INPUT:
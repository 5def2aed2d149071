//! Content, piece-commitment and batch-import status vocabulary, plus the
//! legal edges of the content state machine.

pub const CONTENT_PINNED: &str = "pinned";
pub const CONTENT_PIECE_COMPUTING: &str = "piece-computing";
pub const CONTENT_PIECE_ASSIGNED: &str = "piece-assigned";
pub const CONTENT_PIECE_COMMITMENT_FAILED: &str = "piece-commitment-failed";
pub const CONTENT_DEAL_MAKING_PROPOSAL: &str = "deal-making-proposal";
pub const CONTENT_DEAL_PROPOSAL_SENT: &str = "deal-proposal-sent";
pub const CONTENT_TRANSFER_STARTED: &str = "transfer-started";
pub const CONTENT_TRANSFER_FINISHED: &str = "transfer-finished";
pub const CONTENT_SEALED: &str = "sealed";
pub const CONTENT_FAILED: &str = "failed";

pub const COMMP_STATUS_OPEN: &str = "open";
pub const COMMP_STATUS_COMMITTED: &str = "committed";
pub const COMMP_STATUS_FAILED: &str = "failed";

pub const BATCH_IMPORT_STATUS_STARTED: &str = "started";
pub const BATCH_IMPORT_STATUS_COMPLETED: &str = "completed";
pub const BATCH_IMPORT_STATUS_FAILED: &str = "failed";

pub const CONNECTION_MODE_E2E: &str = "e2e";
pub const CONNECTION_MODE_IMPORT: &str = "import";

pub const DEAL_VERIFIED: &str = "verified";
pub const DEAL_UNVERIFIED: &str = "unverified";

/// Every status a content row may carry.
pub const ALL_CONTENT_STATUSES: &[&str] = &[
    CONTENT_PINNED,
    CONTENT_PIECE_COMPUTING,
    CONTENT_PIECE_ASSIGNED,
    CONTENT_PIECE_COMMITMENT_FAILED,
    CONTENT_DEAL_MAKING_PROPOSAL,
    CONTENT_DEAL_PROPOSAL_SENT,
    CONTENT_TRANSFER_STARTED,
    CONTENT_TRANSFER_FINISHED,
    CONTENT_SEALED,
    CONTENT_FAILED,
];

/// Statuses the reconciler considers in-flight against the provider.
pub const RECONCILABLE_STATUSES: &[&str] = &[
    CONTENT_TRANSFER_STARTED,
    CONTENT_DEAL_PROPOSAL_SENT,
    CONTENT_TRANSFER_FINISHED,
];

/// The legal edges of the content state machine. `failed` re-enters
/// `deal-making-proposal` only for auto-retryable failures.
const EDGES: &[(&str, &str)] = &[
    (CONTENT_PINNED, CONTENT_PIECE_COMPUTING),
    (CONTENT_PIECE_COMPUTING, CONTENT_PIECE_ASSIGNED),
    (CONTENT_PIECE_COMPUTING, CONTENT_PIECE_COMMITMENT_FAILED),
    (CONTENT_PIECE_ASSIGNED, CONTENT_DEAL_MAKING_PROPOSAL),
    (CONTENT_DEAL_MAKING_PROPOSAL, CONTENT_DEAL_PROPOSAL_SENT),
    (CONTENT_DEAL_PROPOSAL_SENT, CONTENT_TRANSFER_STARTED),
    (CONTENT_DEAL_PROPOSAL_SENT, CONTENT_FAILED),
    (CONTENT_DEAL_PROPOSAL_SENT, CONTENT_SEALED),
    (CONTENT_TRANSFER_STARTED, CONTENT_TRANSFER_FINISHED),
    (CONTENT_TRANSFER_FINISHED, CONTENT_SEALED),
    (CONTENT_FAILED, CONTENT_DEAL_MAKING_PROPOSAL),
];

pub fn is_legal_transition(from: &str, to: &str) -> bool {
    EDGES.iter().any(|(f, t)| *f == from && *t == to)
}

pub fn is_terminal(status: &str) -> bool {
    matches!(
        status,
        CONTENT_SEALED | CONTENT_FAILED | CONTENT_PIECE_COMMITMENT_FAILED
    )
}

/// Whether a stats read on this content should trigger a reconcile job.
pub fn needs_reconcile(status: &str) -> bool {
    RECONCILABLE_STATUSES.contains(&status)
}

#[cfg(test)]
mod tests {
    use super::*;

    #[test]
    fn test_e2e_happy_path_is_fully_legal() {
        let path = [
            CONTENT_PINNED,
            CONTENT_PIECE_COMPUTING,
            CONTENT_PIECE_ASSIGNED,
            CONTENT_DEAL_MAKING_PROPOSAL,
            CONTENT_DEAL_PROPOSAL_SENT,
            CONTENT_TRANSFER_STARTED,
            CONTENT_TRANSFER_FINISHED,
            CONTENT_SEALED,
        ];
        for pair in path.windows(2) {
            assert!(
                is_legal_transition(pair[0], pair[1]),
                "expected {} -> {} to be legal",
                pair[0],
                pair[1]
            );
        }
    }

    #[test]
    fn test_import_path_skips_piece_computation() {
        assert!(is_legal_transition(
            CONTENT_DEAL_MAKING_PROPOSAL,
            CONTENT_DEAL_PROPOSAL_SENT
        ));
        assert!(is_legal_transition(CONTENT_DEAL_PROPOSAL_SENT, CONTENT_SEALED));
    }

    #[test]
    fn test_terminal_states() {
        assert!(is_terminal(CONTENT_SEALED));
        assert!(is_terminal(CONTENT_FAILED));
        assert!(is_terminal(CONTENT_PIECE_COMMITMENT_FAILED));
        assert!(!is_terminal(CONTENT_TRANSFER_STARTED));
    }

    #[test]
    fn test_failed_reenters_deal_making_only() {
        assert!(is_legal_transition(CONTENT_FAILED, CONTENT_DEAL_MAKING_PROPOSAL));
        assert!(!is_legal_transition(CONTENT_FAILED, CONTENT_DEAL_PROPOSAL_SENT));
        assert!(!is_legal_transition(CONTENT_FAILED, CONTENT_SEALED));
    }

    #[test]
    fn test_no_backwards_edges_in_pipeline() {
        assert!(!is_legal_transition(CONTENT_SEALED, CONTENT_PINNED));
        assert!(!is_legal_transition(CONTENT_TRANSFER_FINISHED, CONTENT_TRANSFER_STARTED));
        assert!(!is_legal_transition(CONTENT_PIECE_ASSIGNED, CONTENT_PINNED));
    }

    #[test]
    fn test_every_edge_endpoint_is_a_known_status() {
        for (from, to) in EDGES {
            assert!(ALL_CONTENT_STATUSES.contains(from), "unknown status {from}");
            assert!(ALL_CONTENT_STATUSES.contains(to), "unknown status {to}");
        }
    }

    #[test]
    fn test_reconcilable_statuses_are_non_terminal() {
        for status in RECONCILABLE_STATUSES {
            assert!(!is_terminal(status));
            assert!(needs_reconcile(status));
        }
        assert!(!needs_reconcile(CONTENT_SEALED));
    }
}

WHAT IS BEING ASKED: Each entry should be duplicated exactly as it was given.

EXPECTED ANSWER:
repository 5def2aed2d149071
//! Content, piece-commitment and batch-import status vocabulary, plus the
//! legal edges of the content state machine.

pub const CONTENT_PINNED: &str = "pinned";
pub const CONTENT_PIECE_COMPUTING: &str = "piece-computing";
pub const CONTENT_PIECE_ASSIGNED: &str = "piece-assigned";
pub const CONTENT_PIECE_COMMITMENT_FAILED: &str = "piece-commitment-failed";
pub const CONTENT_DEAL_MAKING_PROPOSAL: &str = "deal-making-proposal";
pub const CONTENT_DEAL_PROPOSAL_SENT: &str = "deal-proposal-sent";
pub const CONTENT_TRANSFER_STARTED: &str = "transfer-started";
pub const CONTENT_TRANSFER_FINISHED: &str = "transfer-finished";
pub const CONTENT_SEALED: &str = "sealed";
pub const CONTENT_FAILED: &str = "failed";

pub const COMMP_STATUS_OPEN: &str = "open";
pub const COMMP_STATUS_COMMITTED: &str = "committed";
pub const COMMP_STATUS_FAILED: &str = "failed";

pub const BATCH_IMPORT_STATUS_STARTED: &str = "started";
pub const BATCH_IMPORT_STATUS_COMPLETED: &str = "completed";
pub const BATCH_IMPORT_STATUS_FAILED: &str = "failed";

pub const CONNECTION_MODE_E2E: &str = "e2e";
pub const CONNECTION_MODE_IMPORT: &str = "import";

pub const DEAL_VERIFIED: &str = "verified";
pub const DEAL_UNVERIFIED: &str = "unverified";

/// Every status a content row may carry.
pub const ALL_CONTENT_STATUSES: &[&str] = &[
    CONTENT_PINNED,
    CONTENT_PIECE_COMPUTING,
    CONTENT_PIECE_ASSIGNED,
    CONTENT_PIECE_COMMITMENT_FAILED,
    CONTENT_DEAL_MAKING_PROPOSAL,
    CONTENT_DEAL_PROPOSAL_SENT,
    CONTENT_TRANSFER_STARTED,
    CONTENT_TRANSFER_FINISHED,
    CONTENT_SEALED,
    CONTENT_FAILED,
];

/// Statuses the reconciler considers in-flight against the provider.
pub const RECONCILABLE_STATUSES: &[&str] = &[
    CONTENT_TRANSFER_STARTED,
    CONTENT_DEAL_PROPOSAL_SENT,
    CONTENT_TRANSFER_FINISHED,
];

/// The legal edges of the content state machine. `failed` re-enters
/// `deal-making-proposal` only for auto-retryable failures.
const EDGES: &[(&str, &str)] = &[
    (CONTENT_PINNED, CONTENT_PIECE_COMPUTING),
    (CONTENT_PIECE_COMPUTING, CONTENT_PIECE_ASSIGNED),
    (CONTENT_PIECE_COMPUTING, CONTENT_PIECE_COMMITMENT_FAILED),
    (CONTENT_PIECE_ASSIGNED, CONTENT_DEAL_MAKING_PROPOSAL),
    (CONTENT_DEAL_MAKING_PROPOSAL, CONTENT_DEAL_PROPOSAL_SENT),
    (CONTENT_DEAL_PROPOSAL_SENT, CONTENT_TRANSFER_STARTED),
    (CONTENT_DEAL_PROPOSAL_SENT, CONTENT_FAILED),
    (CONTENT_DEAL_PROPOSAL_SENT, CONTENT_SEALED),
    (CONTENT_TRANSFER_STARTED, CONTENT_TRANSFER_FINISHED),
    (CONTENT_TRANSFER_FINISHED, CONTENT_SEALED),
    (CONTENT_FAILED, CONTENT_DEAL_MAKING_PROPOSAL),
];

pub fn is_legal_transition(from: &str, to: &str) -> bool {
    EDGES.iter().any(|(f, t)| *f == from && *t == to)
}

pub fn is_terminal(status: &str) -> bool {
    matches!(
        status,
        CONTENT_SEALED | CONTENT_FAILED | CONTENT_PIECE_COMMITMENT_FAILED
    )
}

/// Whether a stats read on this content should trigger a reconcile job.
pub fn needs_reconcile(status: &str) -> bool {
    RECONCILABLE_STATUSES.contains(&status)
}

#[cfg(test)]
mod tests {
    use super::*;

    #[test]
    fn test_e2e_happy_path_is_fully_legal() {
        let path = [
            CONTENT_PINNED,
            CONTENT_PIECE_COMPUTING,
            CONTENT_PIECE_ASSIGNED,
            CONTENT_DEAL_MAKING_PROPOSAL,
            CONTENT_DEAL_PROPOSAL_SENT,
            CONTENT_TRANSFER_STARTED,
            CONTENT_TRANSFER_FINISHED,
            CONTENT_SEALED,
        ];
        for pair in path.windows(2) {
            assert!(
                is_legal_transition(pair[0], pair[1]),
                "expected {} -> {} to be legal",
                pair[0],
                pair[1]
            );
        }
    }

    #[test]
    fn test_import_path_skips_piece_computation() {
        assert!(is_legal_transition(
            CONTENT_DEAL_MAKING_PROPOSAL,
            CONTENT_DEAL_PROPOSAL_SENT
        ));
        assert!(is_legal_transition(CONTENT_DEAL_PROPOSAL_SENT, CONTENT_SEALED));
    }

    #[test]
    fn test_terminal_states() {
        assert!(is_terminal(CONTENT_SEALED));
        assert!(is_terminal(CONTENT_FAILED));
        assert!(is_terminal(CONTENT_PIECE_COMMITMENT_FAILED));
        assert!(!is_terminal(CONTENT_TRANSFER_STARTED));
    }

    #[test]
    fn test_failed_reenters_deal_making_only() {
        assert!(is_legal_transition(CONTENT_FAILED, CONTENT_DEAL_MAKING_PROPOSAL));
        assert!(!is_legal_transition(CONTENT_FAILED, CONTENT_DEAL_PROPOSAL_SENT));
        assert!(!is_legal_transition(CONTENT_FAILED, CONTENT_SEALED));
    }

    #[test]
    fn test_no_backwards_edges_in_pipeline() {
        assert!(!is_legal_transition(CONTENT_SEALED, CONTENT_PINNED));
        assert!(!is_legal_transition(CONTENT_TRANSFER_FINISHED, CONTENT_TRANSFER_STARTED));
        assert!(!is_legal_transition(CONTENT_PIECE_ASSIGNED, CONTENT_PINNED));
    }

    #[test]
    fn test_every_edge_endpoint_is_a_known_status() {
        for (from, to) in EDGES {
            assert!(ALL_CONTENT_STATUSES.contains(from), "unknown status {from}");
            assert!(ALL_CONTENT_STATUSES.contains(to), "unknown status {to}");
        }
    }

    #[test]
    fn test_reconcilable_statuses_are_non_terminal() {
        for status in RECONCILABLE_STATUSES {
            assert!(!is_terminal(status));
            assert!(needs_reconcile(status));
        }
        assert!(!needs_reconcile(CONTENT_SEALED));
    }
}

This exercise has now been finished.